--- Problem to work on ---
Examine every line of the listing below. Count those containing "properties" and state only the result.

### The records ###

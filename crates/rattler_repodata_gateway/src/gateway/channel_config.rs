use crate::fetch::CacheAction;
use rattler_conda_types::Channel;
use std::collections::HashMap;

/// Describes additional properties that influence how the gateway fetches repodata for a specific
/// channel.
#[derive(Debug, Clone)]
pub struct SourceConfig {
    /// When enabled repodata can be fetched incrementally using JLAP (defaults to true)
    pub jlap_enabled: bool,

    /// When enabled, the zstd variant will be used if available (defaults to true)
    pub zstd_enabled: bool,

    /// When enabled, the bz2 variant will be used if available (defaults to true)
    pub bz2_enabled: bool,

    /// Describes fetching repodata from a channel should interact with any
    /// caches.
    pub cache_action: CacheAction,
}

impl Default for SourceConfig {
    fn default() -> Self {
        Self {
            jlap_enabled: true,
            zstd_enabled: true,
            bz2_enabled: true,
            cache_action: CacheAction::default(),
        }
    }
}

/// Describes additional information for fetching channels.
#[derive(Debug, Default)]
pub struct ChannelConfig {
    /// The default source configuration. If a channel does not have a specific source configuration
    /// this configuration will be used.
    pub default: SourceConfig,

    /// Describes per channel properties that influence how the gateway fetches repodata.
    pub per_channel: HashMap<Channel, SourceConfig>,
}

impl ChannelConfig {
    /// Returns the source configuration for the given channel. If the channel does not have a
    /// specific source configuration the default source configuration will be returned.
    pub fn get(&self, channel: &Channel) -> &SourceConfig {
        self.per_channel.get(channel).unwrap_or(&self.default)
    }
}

###
### The records ###

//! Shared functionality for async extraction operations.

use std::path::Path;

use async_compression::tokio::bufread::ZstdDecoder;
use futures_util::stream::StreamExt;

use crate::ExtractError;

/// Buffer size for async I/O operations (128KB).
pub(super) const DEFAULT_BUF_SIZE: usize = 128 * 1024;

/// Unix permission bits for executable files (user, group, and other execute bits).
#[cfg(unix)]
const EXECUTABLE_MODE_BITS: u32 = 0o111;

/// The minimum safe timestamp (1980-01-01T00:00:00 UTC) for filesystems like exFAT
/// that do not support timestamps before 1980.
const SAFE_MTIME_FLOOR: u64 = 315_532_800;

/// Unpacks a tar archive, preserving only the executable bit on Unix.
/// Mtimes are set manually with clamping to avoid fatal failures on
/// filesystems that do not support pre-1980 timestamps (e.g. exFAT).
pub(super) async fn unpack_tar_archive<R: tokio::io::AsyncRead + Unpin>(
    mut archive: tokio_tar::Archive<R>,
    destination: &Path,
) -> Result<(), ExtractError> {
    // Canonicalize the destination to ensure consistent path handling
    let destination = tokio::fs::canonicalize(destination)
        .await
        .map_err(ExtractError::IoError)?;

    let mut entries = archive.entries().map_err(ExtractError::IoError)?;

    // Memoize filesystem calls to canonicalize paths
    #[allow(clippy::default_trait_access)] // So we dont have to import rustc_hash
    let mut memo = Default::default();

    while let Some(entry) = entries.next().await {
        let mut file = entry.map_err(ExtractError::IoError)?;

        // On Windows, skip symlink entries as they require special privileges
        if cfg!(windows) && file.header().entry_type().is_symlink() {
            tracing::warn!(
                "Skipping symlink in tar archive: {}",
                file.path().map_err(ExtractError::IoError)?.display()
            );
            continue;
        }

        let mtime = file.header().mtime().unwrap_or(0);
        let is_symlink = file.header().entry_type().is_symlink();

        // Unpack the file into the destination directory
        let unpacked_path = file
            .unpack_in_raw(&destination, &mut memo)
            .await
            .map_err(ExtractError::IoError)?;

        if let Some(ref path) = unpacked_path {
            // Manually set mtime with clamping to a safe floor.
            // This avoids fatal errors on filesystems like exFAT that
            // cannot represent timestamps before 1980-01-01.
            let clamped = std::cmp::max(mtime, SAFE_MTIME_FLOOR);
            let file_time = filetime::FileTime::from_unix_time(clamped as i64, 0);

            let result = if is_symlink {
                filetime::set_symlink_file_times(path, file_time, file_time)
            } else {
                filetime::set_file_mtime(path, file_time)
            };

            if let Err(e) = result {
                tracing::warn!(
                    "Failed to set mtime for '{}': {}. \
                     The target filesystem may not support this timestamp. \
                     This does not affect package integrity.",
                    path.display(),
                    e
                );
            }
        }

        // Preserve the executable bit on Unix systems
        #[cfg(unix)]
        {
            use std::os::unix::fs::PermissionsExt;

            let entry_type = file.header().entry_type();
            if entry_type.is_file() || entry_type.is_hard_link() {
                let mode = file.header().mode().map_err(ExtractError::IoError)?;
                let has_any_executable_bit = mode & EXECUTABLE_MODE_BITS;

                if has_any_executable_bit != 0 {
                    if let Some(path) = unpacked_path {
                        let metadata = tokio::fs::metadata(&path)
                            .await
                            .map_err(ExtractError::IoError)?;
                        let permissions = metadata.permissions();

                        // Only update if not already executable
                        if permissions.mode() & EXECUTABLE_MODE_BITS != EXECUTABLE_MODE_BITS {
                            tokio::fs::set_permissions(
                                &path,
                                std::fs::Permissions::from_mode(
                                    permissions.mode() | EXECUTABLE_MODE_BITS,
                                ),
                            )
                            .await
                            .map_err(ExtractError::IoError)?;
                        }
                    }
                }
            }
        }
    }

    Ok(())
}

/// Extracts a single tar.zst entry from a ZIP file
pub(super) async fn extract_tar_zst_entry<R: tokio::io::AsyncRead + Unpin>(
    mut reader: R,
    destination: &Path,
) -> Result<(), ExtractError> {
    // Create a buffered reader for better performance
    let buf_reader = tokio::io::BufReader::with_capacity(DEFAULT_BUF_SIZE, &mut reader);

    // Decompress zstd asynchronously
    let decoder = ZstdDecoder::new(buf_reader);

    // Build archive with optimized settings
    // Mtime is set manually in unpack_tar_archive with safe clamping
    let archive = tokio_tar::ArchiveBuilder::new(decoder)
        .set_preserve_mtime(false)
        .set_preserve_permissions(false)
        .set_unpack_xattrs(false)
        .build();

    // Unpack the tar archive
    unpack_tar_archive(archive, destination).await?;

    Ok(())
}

###

--- Output ---
2